И тогда песни, которые ранее создавались вроде бы исключительно для себя или для узкой, «своей» компании – как «Бригантина» Павла Когана, «Глобус» Михаила Львовского, «В весеннем лесу» Евгения Аграновича, «Фонарики ночные» Глеба Горбовского – пережили своего рода второе рождение, став – вместе с «гитаризированной» (термин Юрия Борева) поэзией Булата Окуджавы, Александра Галича, Юрия Визбора, Владимира Высоцкого, Новеллы Матвеевой, Вероники Долиной, Юлия Кима, Александра Городницкого – прежде всего средством массовой коммуникации, «языком», на котором люди поколения шестидесятников могли разговаривать – не с Богом или с государством и даже не с читателями, а друг с другом.
В этом смысле коммуникативность – первое и решающее свойство авторской песни.

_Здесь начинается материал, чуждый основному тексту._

/// A cursor over native documents
///
/// The reader is driven with [`read_element_type`](Self::read_element_type): inside a
/// document it moves to [`NativeReaderState::Name`], inside an array (whose element names
/// are skipped) and at the top level it moves to [`NativeReaderState::Value`], and at the
/// end of a container it moves to [`NativeReaderState::EndOfDocument`] respectively
/// [`NativeReaderState::EndOfArray`].
///
/// Methods return [`BsonError::InvalidReaderState`] when called in a state which does
/// not permit them, and [`BsonError::UnexpectedElementType`] when reading a value of the
/// wrong type.
pub trait NativeReader {
    /// Gets the current state
    fn state(&self) -> NativeReaderState;

    /// Gets the type of the current element, if the reader is positioned at one
    fn current_element_type(&self) -> Option<ElementType>;

    /// Whether all top-level values have been consumed
    ///
    /// Only meaningful in state [`NativeReaderState::Initial`].
    fn is_at_end_of_file(&self) -> bool;

    /// Reads the type of the next element
    ///
    /// Returns `None` at the end of the current document or array, or when there are no more
    /// top-level values.
    fn read_element_type(&mut self) -> Result<Option<ElementType>, BsonError>;

    /// Reads the name of the current document element
    fn read_name(&mut self) -> Result<String, BsonError>;

    /// Starts reading the current document value (or the scope document)
    fn read_start_document(&mut self) -> Result<(), BsonError>;
    /// Finishes reading the current document
    fn read_end_document(&mut self) -> Result<(), BsonError>;
    /// Starts reading the current array value
    fn read_start_array(&mut self) -> Result<(), BsonError>;
    /// Finishes reading the current array
    fn read_end_array(&mut self) -> Result<(), BsonError>;

    /// Reads a double value
    fn read_double(&mut self) -> Result<f64, BsonError>;
    /// Reads a string value
    fn read_string(&mut self) -> Result<String, BsonError>;
    /// Reads a 32-bit integer value
    fn read_int32(&mut self) -> Result<i32, BsonError>;
    /// Reads a 64-bit integer value
    fn read_int64(&mut self) -> Result<i64, BsonError>;
    /// Reads a boolean value
    fn read_boolean(&mut self) -> Result<bool, BsonError>;
    /// Reads a `null` value
    fn read_null(&mut self) -> Result<(), BsonError>;
    /// Reads an `undefined` value
    fn read_undefined(&mut self) -> Result<(), BsonError>;
    /// Reads an object id value
    fn read_object_id(&mut self) -> Result<ObjectId, BsonError>;
    /// Reads a binary value
    fn read_binary(&mut self) -> Result<Binary, BsonError>;
    /// Reads a date time value
    fn read_date_time(&mut self) -> Result<DateTime, BsonError>;
    /// Reads a regular expression value
    fn read_regular_expression(&mut self) -> Result<Regex, BsonError>;
    /// Reads a JavaScript code value
    fn read_java_script(&mut self) -> Result<String, BsonError>;
    /// Reads the code of a code with scope value
    ///
    /// Afterwards the reader is in state [`NativeReaderState::ScopeDocument`] and the scope
    /// has to be read with [`read_start_document`](Self::read_start_document).
    fn read_java_script_with_scope(&mut self) -> Result<String, BsonError>;
    /// Reads a symbol value
    fn read_symbol(&mut self) -> Result<String, BsonError>;
    /// Reads a timestamp value
    fn read_timestamp(&mut self) -> Result<Timestamp, BsonError>;
    /// Reads a min key value
    fn read_min_key(&mut self) -> Result<(), BsonError>;
    /// Reads a max key value
    fn read_max_key(&mut self) -> Result<(), BsonError>;

    /// Skips the current value, including all nested values
    fn skip_value(&mut self) -> Result<(), BsonError>;

    /// Closes the reader; closing again has no effect
    fn close(&mut self);

    /// Reads the current value, including all nested values, into a [`Bson`]
    ///
    /// The reader must be in state [`NativeReaderState::Value`].
    fn read_value(&mut self) -> Result<Bson, BsonError> {
        let element_type =
            self.current_element_type()
                .ok_or(BsonError::InvalidReaderState {
                    method: "read_value",
                    state: self.state(),
                })?;
        Ok(match element_type {
            ElementType::Double => Bson::Double(self.read_double()?),
            ElementType::String => Bson::String(self.read_string()?),
            ElementType::Document => {
                self.read_start_document()?;
                Bson::Document(read_document_content(self)?)
            }
            ElementType::Array => {
                self.read_start_array()?;
                let mut values = Vec::new();
                while self.read_element_type()?.is_some() {
                    values.push(self.read_value()?);
                }
                self.read_end_array()?;
                Bson::Array(values)
            }
            ElementType::Binary => Bson::Binary(self.read_binary()?),
            ElementType::Undefined => {
                self.read_undefined()?;
                Bson::Undefined
            }
            ElementType::ObjectId => Bson::ObjectId(self.read_object_id()?),
            ElementType::Boolean => Bson::Boolean(self.read_boolean()?),
            ElementType::DateTime => Bson::DateTime(self.read_date_time()?),
            ElementType::Null => {
                self.read_null()?;
                Bson::Null
            }
            ElementType::RegularExpression => Bson::RegularExpression(self.read_regular_expression()?),
            ElementType::JavaScriptCode => Bson::JavaScriptCode(self.read_java_script()?),
            ElementType::Symbol => Bson::Symbol(self.read_symbol()?),
            ElementType::JavaScriptCodeWithScope => {
                let code = self.read_java_script_with_scope()?;
                self.read_start_document()?;
                let scope = read_document_content(self)?;
                Bson::JavaScriptCodeWithScope(JavaScriptCodeWithScope { code, scope })
            }
            ElementType::Int32 => Bson::Int32(self.read_int32()?),
            ElementType::Timestamp => Bson::Timestamp(self.read_timestamp()?),
            ElementType::Int64 => Bson::Int64(self.read_int64()?),
            ElementType::MinKey => {
                self.read_min_key()?;
                Bson::MinKey
            }
            ElementType::MaxKey => {
                self.read_max_key()?;
                Bson::MaxKey
            }
        })
    }
}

Наряду, разумеется, с демократичностью, ибо язык, божественный у «классиков жанра», с легкостью подчинялся всем, кто умел не только рифмовать, но еще и худо-бедно бренчать на гитаре. Отсюда – бурный расцвет (разгул) непрофессиональной, самодеятельной песни, от которого, кстати сказать, «классики жанра» старались максимально дистанцироваться. И отсюда же – такие родовые черты поэтики авторской песни, как постулированная искренность, отчетливый (обычно романтический или, реже, сатирический) месседж, разогретая эмоциональность, граничащая то с ораторством, то с сентиментальностью, и ставка прежде всего на разговорную речь, на общедоступный фольклор городской интеллигенции.

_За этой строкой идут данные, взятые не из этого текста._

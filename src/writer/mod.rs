//! Module for writing tokens
//!
//! [`TokenWriter`] is the general trait for token writers, [`WriterAdapter`] is an
//! implementation of it which writes to a [`NativeWriter`](crate::bson::NativeWriter).
//!
//! Writers which can store native values directly implement the capability trait
//! [`NativeTypeSink`] and expose it with [`TokenWriter::native_sink`]. Writers without that
//! capability receive native values in their extended-object encoding instead.

use thiserror::Error;

use crate::bson::{
    Binary, Bson, BsonError, DateTime, Document, Guid, ObjectId, Regex, Timestamp,
};

mod adapter;
// Re-export adapter implementation under `writer` module
pub use adapter::*;

/// Spelling of the reserved property names of the extended-object encoding
#[derive(PartialEq, Eq, Hash, Clone, Copy, strum::Display, Debug)]
pub enum ExtendedJsonDialect {
    /// Single dollar sign, for example `$oid`
    ///
    /// Understood by most consumers of extended JSON.
    Canonical,
    /// Double dollar sign, for example `$$oid`
    ///
    /// Used between readers and writers of this crate; it distinguishes the encoding of
    /// native values from documents which happen to contain property names starting with `$`.
    DoubleDollar,
}

impl ExtendedJsonDialect {
    /// Gets the prefix of the reserved property names
    pub fn prefix(&self) -> &'static str {
        match self {
            ExtendedJsonDialect::Canonical => "$",
            ExtendedJsonDialect::DoubleDollar => "$$",
        }
    }
}

/// Error which occurred while writing to a token writer
#[non_exhaustive]
#[derive(Error, Debug)]
pub enum WriterError {
    /// The operation has no representation in the target format
    #[error("{operation} is not supported")]
    Unsupported {
        /// Name of the operation
        operation: &'static str,
    },
    /// A value cannot be represented by the writer
    #[error("invalid value: {message}")]
    InvalidValue {
        /// Message describing why the value is invalid
        message: String,
    },
    /// The wrapped native writer reported an error
    #[error("native writer error: {0}")]
    Native(#[from] BsonError),
}

/// Settings to customize the token writer behavior
///
/// These settings are used by [`WriterAdapter::new_custom`]. To avoid repeating the
/// default values for unchanged settings `..Default::default()` can be used:
/// ```
/// # use bson_token_adapter::writer::*;
/// WriterSettings {
///     extended_dialect: ExtendedJsonDialect::Canonical,
///     // For all other settings use the default
///     ..Default::default()
/// }
/// # ;
/// ```
#[derive(Clone, Debug)]
pub struct WriterSettings {
    /// Whether closing the writer also closes the wrapped writer
    pub close_output: bool,

    /// Dialect used when a native value has to be written in its extended-object encoding
    ///
    /// This happens when the wrapped writer does not accept a value at its current position.
    pub extended_dialect: ExtendedJsonDialect,
}

impl Default for WriterSettings {
    /// Creates the default writer settings
    ///
    /// - close output: disabled
    /// - extended dialect: [`DoubleDollar`](ExtendedJsonDialect::DoubleDollar)
    fn default() -> Self {
        WriterSettings {
            close_output: false,
            extended_dialect: ExtendedJsonDialect::DoubleDollar,
        }
    }
}

/// A trait for token writers
///
/// Objects and arrays are written with the corresponding `start` and `end` methods; inside
/// objects every value has to be preceded by [`write_property_name`](Self::write_property_name).
///
/// # Examples
/// ```
/// # use bson_token_adapter::{doc, bson::*, writer::*};
/// let mut writer = WriterAdapter::new(DocumentWriter::new());
///
/// writer.write_start_object()?;
/// writer.write_property_name("a")?;
/// writer.write_start_array()?;
/// writer.write_int32(1)?;
/// writer.write_boolean(true)?;
/// writer.write_end_array()?;
/// writer.write_end_object()?;
///
/// assert_eq!(
///     Some(doc! { "a" => vec![Bson::Int32(1), Bson::Boolean(true)] }),
///     writer.into_inner().into_document()
/// );
/// # Ok::<(), Box<dyn std::error::Error>>(())
/// ```
///
/// # Panics
/// Implementations may panic when the methods are called in an order which does not produce
/// a well-formed token sequence, for example writing a property name inside an array. This
/// indicates incorrect usage by the caller and is unrelated to the written data.
pub trait TokenWriter {
    /// Writes the start of an object
    fn write_start_object(&mut self) -> Result<(), WriterError>;
    /// Writes the end of the current object
    fn write_end_object(&mut self) -> Result<(), WriterError>;
    /// Writes the start of an array
    fn write_start_array(&mut self) -> Result<(), WriterError>;
    /// Writes the end of the current array
    fn write_end_array(&mut self) -> Result<(), WriterError>;
    /// Writes the name of the next object property
    fn write_property_name(&mut self, name: &str) -> Result<(), WriterError>;

    /// Writes `null`
    fn write_null(&mut self) -> Result<(), WriterError>;
    /// Writes `undefined`
    fn write_undefined(&mut self) -> Result<(), WriterError>;
    /// Writes a string value
    fn write_string(&mut self, value: &str) -> Result<(), WriterError>;
    /// Writes a 32-bit integer value
    fn write_int32(&mut self, value: i32) -> Result<(), WriterError>;
    /// Writes a 64-bit integer value
    fn write_int64(&mut self, value: i64) -> Result<(), WriterError>;
    /// Writes a floating point value
    fn write_double(&mut self, value: f64) -> Result<(), WriterError>;
    /// Writes a boolean value
    fn write_boolean(&mut self, value: bool) -> Result<(), WriterError>;
    /// Writes a date value
    fn write_date_time(&mut self, value: chrono::DateTime<chrono::Utc>) -> Result<(), WriterError>;
    /// Writes binary data
    fn write_bytes(&mut self, value: &[u8]) -> Result<(), WriterError>;
    /// Writes a 128-bit unique identifier
    fn write_guid(&mut self, value: Guid) -> Result<(), WriterError>;

    /// Writes pre-formatted JSON text in place of a token
    fn write_raw(&mut self, json: &str) -> Result<(), WriterError>;
    /// Writes pre-formatted JSON text as the next value
    fn write_raw_value(&mut self, json: &str) -> Result<(), WriterError>;
    /// Writes the start of a constructor call, for example `new Date(`
    fn write_start_constructor(&mut self, name: &str) -> Result<(), WriterError>;
    /// Writes the end of the current constructor call
    fn write_end_constructor(&mut self) -> Result<(), WriterError>;
    /// Writes formatting whitespace
    fn write_whitespace(&mut self, whitespace: &str) -> Result<(), WriterError>;

    /// Flushes buffered data, if any
    fn flush(&mut self) -> Result<(), WriterError>;
    /// Closes the writer; closing again has no effect
    fn close(&mut self) -> Result<(), WriterError>;

    /// Gets the dialect in which native values are written to this writer when it has no
    /// [`native_sink`](Self::native_sink)
    ///
    /// The default implementation returns [`ExtendedJsonDialect::Canonical`].
    fn extended_dialect(&self) -> ExtendedJsonDialect {
        ExtendedJsonDialect::Canonical
    }

    /// Gets the native value capability of this writer, if it has one
    ///
    /// The default implementation returns `None`.
    fn native_sink(&mut self) -> Option<&mut dyn NativeTypeSink> {
        None
    }
}

/// Capability of a [`TokenWriter`] to write native values without loss
///
/// Implementations decide per call whether the value can be stored natively at the current
/// position; if not they write the extended-object encoding instead.
pub trait NativeTypeSink {
    /// Writes an object id
    fn write_object_id(&mut self, value: ObjectId) -> Result<(), WriterError>;
    /// Writes binary data with its subtype
    fn write_binary_data(&mut self, value: &Binary) -> Result<(), WriterError>;
    /// Writes a date time, including dates outside of the range of [`chrono::DateTime`]
    fn write_native_date_time(&mut self, value: DateTime) -> Result<(), WriterError>;
    /// Writes a regular expression
    fn write_regular_expression(&mut self, value: &Regex) -> Result<(), WriterError>;
    /// Writes JavaScript code
    fn write_java_script(&mut self, code: &str) -> Result<(), WriterError>;
    /// Writes JavaScript code with its scope
    fn write_java_script_with_scope(
        &mut self,
        code: &str,
        scope: &Document,
    ) -> Result<(), WriterError>;
    /// Writes a symbol
    fn write_symbol(&mut self, value: &str) -> Result<(), WriterError>;
    /// Writes a timestamp
    fn write_timestamp(&mut self, value: Timestamp) -> Result<(), WriterError>;
    /// Writes the min key sentinel
    fn write_min_key(&mut self) -> Result<(), WriterError>;
    /// Writes the max key sentinel
    fn write_max_key(&mut self) -> Result<(), WriterError>;
    /// Writes an arbitrary native value, including all nested values
    fn write_native_value(&mut self, value: &Bson) -> Result<(), WriterError>;
}

#[cfg(test)]
mod tests {
    use super::*;

    #[test]
    fn dialect_prefix() {
        assert_eq!("$", ExtendedJsonDialect::Canonical.prefix());
        assert_eq!("$$", ExtendedJsonDialect::DoubleDollar.prefix());
        assert_eq!(
            ExtendedJsonDialect::DoubleDollar,
            WriterSettings::default().extended_dialect
        );
    }

    #[test]
    fn error_display() {
        assert_eq!(
            "write_raw is not supported",
            WriterError::Unsupported {
                operation: "write_raw"
            }
            .to_string()
        );
    }
}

Вполне понятно, что произведения Б. Окуджавы – неровня тому, что пригодно лишь для посиделок у туристического костра или для бессчетных фестивалей самодеятельной песни, как понятно и то, что лирические речитативы Ады Якушевой резко отличны от бурлескных сочинений Юза Алешковского. Но общая тенденция к обмирщению (а соответственно к опрощению) высокого, «книжного» лиризма и, напротив, к сакрализации личного, часто бытового, дворового, туристического или тюремного опыта налицо повсюду, что ставит авторскую песню в оппозицию не только к официальному стихотворчеству советской эпохи, но и вообще к тому, что консервативное художественное сознание маркирует как собственно поэзию.

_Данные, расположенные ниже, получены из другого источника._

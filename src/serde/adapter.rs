use std::{
    any::{type_name, TypeId},
    fmt::{Debug, Formatter},
    marker::PhantomData,
};

use serde::{de::DeserializeOwned, Deserialize, Serialize};
use tracing::debug;

use super::{DeserializerError, SerializerError, TokenReaderDeserializer, TokenWriterSerializer};
use crate::{
    bson::{
        Binary, Bson, DateTime, Document, JavaScriptCodeWithScope, MaxKey, MinKey, NativeReader,
        NativeWriter, ObjectId, Regex, Timestamp, Undefined,
    },
    reader::{ReaderAdapter, ReaderSettings, TokenReader},
    writer::{TokenWriter, WriterAdapter, WriterSettings},
};

/// Reads and writes values of type `T` from and to the native layer with Serde
///
/// Serialization goes through a [`WriterAdapter`], deserialization through a
/// [`ReaderAdapter`], so native values nested anywhere inside of `T` are stored natively.
///
/// # Examples
/// ```
/// # use bson_token_adapter::{doc, bson::*, serde::*};
/// # use serde::*;
/// #[derive(Serialize, Deserialize, PartialEq, Debug)]
/// struct Entry {
///     _id: ObjectId,
///     tags: Vec<String>,
/// }
///
/// let entry = Entry {
///     _id: ObjectId::from_bytes([2; 12]),
///     tags: vec!["a".to_owned()],
/// };
/// let adapter = SerdeAdapter::<Entry>::new();
/// let writer = adapter.serialize(DocumentWriter::new(), &entry)?;
/// let document = writer.into_document().ok_or("no document")?;
/// assert_eq!(Some(&Bson::ObjectId(entry._id)), document.get("_id"));
///
/// let read = adapter.deserialize(DocumentReader::new(document))?;
/// assert_eq!(entry, read);
/// # Ok::<(), Box<dyn std::error::Error>>(())
/// ```
pub struct SerdeAdapter<T> {
    reader_settings: ReaderSettings,
    writer_settings: WriterSettings,
    _type: PhantomData<fn() -> T>,
}

// Implemented manually to not require `T: Debug` or `T: Clone`
impl<T> Debug for SerdeAdapter<T> {
    fn fmt(&self, f: &mut Formatter<'_>) -> std::fmt::Result {
        f.debug_struct("SerdeAdapter")
            .field("type", &type_name::<T>())
            .field("reader_settings", &self.reader_settings)
            .field("writer_settings", &self.writer_settings)
            .finish()
    }
}

impl<T> Clone for SerdeAdapter<T> {
    fn clone(&self) -> Self {
        SerdeAdapter::new_custom(self.reader_settings.clone(), self.writer_settings.clone())
    }
}

impl<T> Default for SerdeAdapter<T> {
    fn default() -> Self {
        SerdeAdapter::new()
    }
}

impl<T> SerdeAdapter<T> {
    /// Creates an adapter with default settings
    pub fn new() -> Self {
        SerdeAdapter::new_custom(ReaderSettings::default(), WriterSettings::default())
    }

    /// Creates an adapter whose reader and writer adapters use custom settings
    pub fn new_custom(reader_settings: ReaderSettings, writer_settings: WriterSettings) -> Self {
        SerdeAdapter {
            reader_settings,
            writer_settings,
            _type: PhantomData,
        }
    }

    /// Serializes the value as next value of an existing writer adapter
    pub fn serialize_into<W: NativeWriter>(
        &self,
        writer: &mut WriterAdapter<W>,
        value: &T,
    ) -> Result<(), SerializerError>
    where
        T: Serialize,
    {
        value.serialize(&mut TokenWriterSerializer::new(writer))?;
        writer.flush()?;
        Ok(())
    }

    /// Serializes the value to the native writer and returns the writer afterwards
    ///
    /// The writer is wrapped in a [`WriterAdapter`] using the writer settings of this adapter.
    pub fn serialize<W: NativeWriter>(&self, writer: W, value: &T) -> Result<W, SerializerError>
    where
        T: Serialize,
    {
        let mut writer = WriterAdapter::new_custom(writer, self.writer_settings.clone());
        self.serialize_into(&mut writer, value)?;
        if self.writer_settings.close_output {
            writer.close()?;
        }
        Ok(writer.into_inner())
    }

    /// Deserializes the next value of an existing reader adapter
    pub fn deserialize_from<R: NativeReader>(
        &self,
        reader: &mut ReaderAdapter<R>,
    ) -> Result<T, DeserializerError>
    where
        T: DeserializeOwned,
    {
        T::deserialize(&mut TokenReaderDeserializer::new(reader))
    }

    /// Deserializes a value from the native reader
    ///
    /// The reader is wrapped in a [`ReaderAdapter`] using the reader settings of this adapter.
    pub fn deserialize<R: NativeReader>(&self, reader: R) -> Result<T, DeserializerError>
    where
        T: DeserializeOwned,
    {
        let mut reader = ReaderAdapter::new_custom(reader, self.reader_settings.clone());
        let value = self.deserialize_from(&mut reader)?;
        if self.reader_settings.close_input {
            reader.close();
        }
        Ok(value)
    }
}

/// Hands out [`SerdeAdapter`]s for the types accepted by a predicate
///
/// The predicate is called with the [type name](std::any::type_name) of the requested type.
/// The native value types, such as [`ObjectId`] or [`Document`], are never handled by the
/// provider; they are written to and read from the native layer directly.
///
/// # Examples
/// ```
/// # use bson_token_adapter::{bson::*, serde::*};
/// # use serde::*;
/// #[derive(Serialize, Deserialize)]
/// struct Point {
///     x: i32,
///     y: i32,
/// }
///
/// let provider = SerializationProvider::new(|name| name.ends_with("::Point"));
/// assert!(provider.adapter_for::<Point>().is_some());
/// assert!(provider.adapter_for::<String>().is_none());
/// // Native types are never handed out
/// assert!(SerializationProvider::new(|_| true).adapter_for::<ObjectId>().is_none());
/// ```
pub struct SerializationProvider {
    predicate: Box<dyn Fn(&str) -> bool + Send + Sync>,
    reader_settings: ReaderSettings,
    writer_settings: WriterSettings,
}

impl Debug for SerializationProvider {
    fn fmt(&self, f: &mut Formatter<'_>) -> std::fmt::Result {
        f.debug_struct("SerializationProvider")
            .field("reader_settings", &self.reader_settings)
            .field("writer_settings", &self.writer_settings)
            .finish_non_exhaustive()
    }
}

fn is_native_type<T: ?Sized + 'static>() -> bool {
    let id = TypeId::of::<T>();
    [
        TypeId::of::<Bson>(),
        TypeId::of::<Document>(),
        TypeId::of::<ObjectId>(),
        TypeId::of::<Binary>(),
        TypeId::of::<DateTime>(),
        TypeId::of::<Regex>(),
        TypeId::of::<JavaScriptCodeWithScope>(),
        TypeId::of::<Timestamp>(),
        TypeId::of::<MinKey>(),
        TypeId::of::<MaxKey>(),
        TypeId::of::<Undefined>(),
    ]
    .contains(&id)
}

impl SerializationProvider {
    /// Creates a provider whose adapters use default settings
    pub fn new(predicate: impl Fn(&str) -> bool + Send + Sync + 'static) -> Self {
        SerializationProvider::new_custom(
            predicate,
            ReaderSettings::default(),
            WriterSettings::default(),
        )
    }

    /// Creates a provider whose adapters use custom settings
    pub fn new_custom(
        predicate: impl Fn(&str) -> bool + Send + Sync + 'static,
        reader_settings: ReaderSettings,
        writer_settings: WriterSettings,
    ) -> Self {
        SerializationProvider {
            predicate: Box::new(predicate),
            reader_settings,
            writer_settings,
        }
    }

    /// Gets an adapter for `T`, or `None` if the provider does not handle the type
    pub fn adapter_for<T: 'static>(&self) -> Option<SerdeAdapter<T>>
    where
        T: Serialize + for<'de> Deserialize<'de>,
    {
        let name = type_name::<T>();
        if is_native_type::<T>() || !(self.predicate)(name) {
            debug!(type_name = name, "type is not handled by the serialization provider");
            return None;
        }
        Some(SerdeAdapter::new_custom(
            self.reader_settings.clone(),
            self.writer_settings.clone(),
        ))
    }
}

#[cfg(test)]
mod tests {
    use serde::{Deserialize, Serialize};

    use super::*;
    use crate::{
        bson::{DocumentReader, DocumentWriter},
        doc,
        writer::ExtendedJsonDialect,
    };

    type TestResult = Result<(), Box<dyn std::error::Error>>;

    #[derive(Serialize, Deserialize, PartialEq, Debug)]
    struct Record {
        id: ObjectId,
        created: DateTime,
        version: Timestamp,
        payload: Binary,
        #[serde(default)]
        note: Option<String>,
    }

    fn record() -> Record {
        Record {
            id: ObjectId::from_bytes([5; 12]),
            created: DateTime::from_millis(1_000),
            version: Timestamp {
                time: 10,
                increment: 2,
            },
            payload: Binary::generic(vec![1, 2, 3]),
            note: None,
        }
    }

    #[test]
    fn serialize_stores_native_values() -> TestResult {
        let record = record();
        let writer = SerdeAdapter::new().serialize(DocumentWriter::new(), &record)?;
        assert_eq!(
            Some(doc! {
                "id" => record.id,
                "created" => record.created,
                "version" => record.version,
                "payload" => record.payload.clone(),
                "note" => Bson::Null,
            }),
            writer.into_document()
        );
        Ok(())
    }

    #[test]
    fn round_trip() -> TestResult {
        let adapter = SerdeAdapter::<Record>::new();
        let record = record();
        let document = adapter
            .serialize(DocumentWriter::new(), &record)?
            .into_document()
            .ok_or("no document")?;
        assert_eq!(record, adapter.deserialize(DocumentReader::new(document))?);
        Ok(())
    }

    #[test]
    fn deserialize_extended_objects() -> TestResult {
        #[derive(Deserialize, PartialEq, Debug)]
        struct WithId {
            id: ObjectId,
        }

        // Stored by a writer which did not know about native values
        let document = doc! { "id" => doc! { "$$oid" => "050505050505050505050505" } };
        let value = SerdeAdapter::<WithId>::new().deserialize(DocumentReader::new(document))?;
        assert_eq!(
            WithId {
                id: ObjectId::from_bytes([5; 12])
            },
            value
        );
        Ok(())
    }

    #[test]
    fn serialize_multiple_values() -> TestResult {
        let adapter = SerdeAdapter::<Vec<i32>>::new_custom(
            ReaderSettings::default(),
            WriterSettings {
                extended_dialect: ExtendedJsonDialect::Canonical,
                ..Default::default()
            },
        );
        let mut writer = WriterAdapter::new(DocumentWriter::with_root_values());
        adapter.serialize_into(&mut writer, &vec![1])?;
        adapter.serialize_into(&mut writer, &vec![2, 3])?;
        assert_eq!(
            vec![
                Bson::Array(vec![Bson::Int32(1)]),
                Bson::Array(vec![Bson::Int32(2), Bson::Int32(3)]),
            ],
            writer.into_inner().into_values()
        );
        Ok(())
    }

    #[test]
    fn provider() {
        let provider = SerializationProvider::new(|name| name.ends_with("::Record"));
        assert!(provider.adapter_for::<Record>().is_some());
        assert!(provider.adapter_for::<Vec<i32>>().is_none());

        let provider = SerializationProvider::new(|_| true);
        assert!(provider.adapter_for::<Vec<i32>>().is_some());
        assert!(provider.adapter_for::<Bson>().is_none());
        assert!(provider.adapter_for::<Document>().is_none());
        assert!(provider.adapter_for::<Regex>().is_none());
        assert!(provider.adapter_for::<MinKey>().is_none());
    }
}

К этому эстетическому оппонированию можно отнестись (и, разумеется, относятся) по-разному. Дмитрий Бавильский, например, рассматривает штурм и натиск авторской песни как своего рода общекультурную катастрофу, предполагая, что «нам еще только предстоит оценить тот чудовищный вред, который нанесли вирусы, запущенные г-ном Высоцким в русскую культуру. И здесь соперником ему по силе разрушительных воздействий может быть разве что второй такой же, с позволения сказать, певец и исполнитель – г-н Окуджава…» А Владимир Новиков, наоборот, не только видит в союзе стихов с музыкой мощный энергетический ресурс, питающий литературное творчество, но и «сильно», – по его выражению, – подозревает, «что после ухода Пастернака и Ахматовой именно “песенка”, именно авторская песня становится высшим жанром русской поэзии. ‹…› В недрах русского слова открыли, отрыли новые сокровища не высокомерные и безупречные “мэтры”, а до сих пор не вполне признанные “барды”, в первую очередь Окуджава».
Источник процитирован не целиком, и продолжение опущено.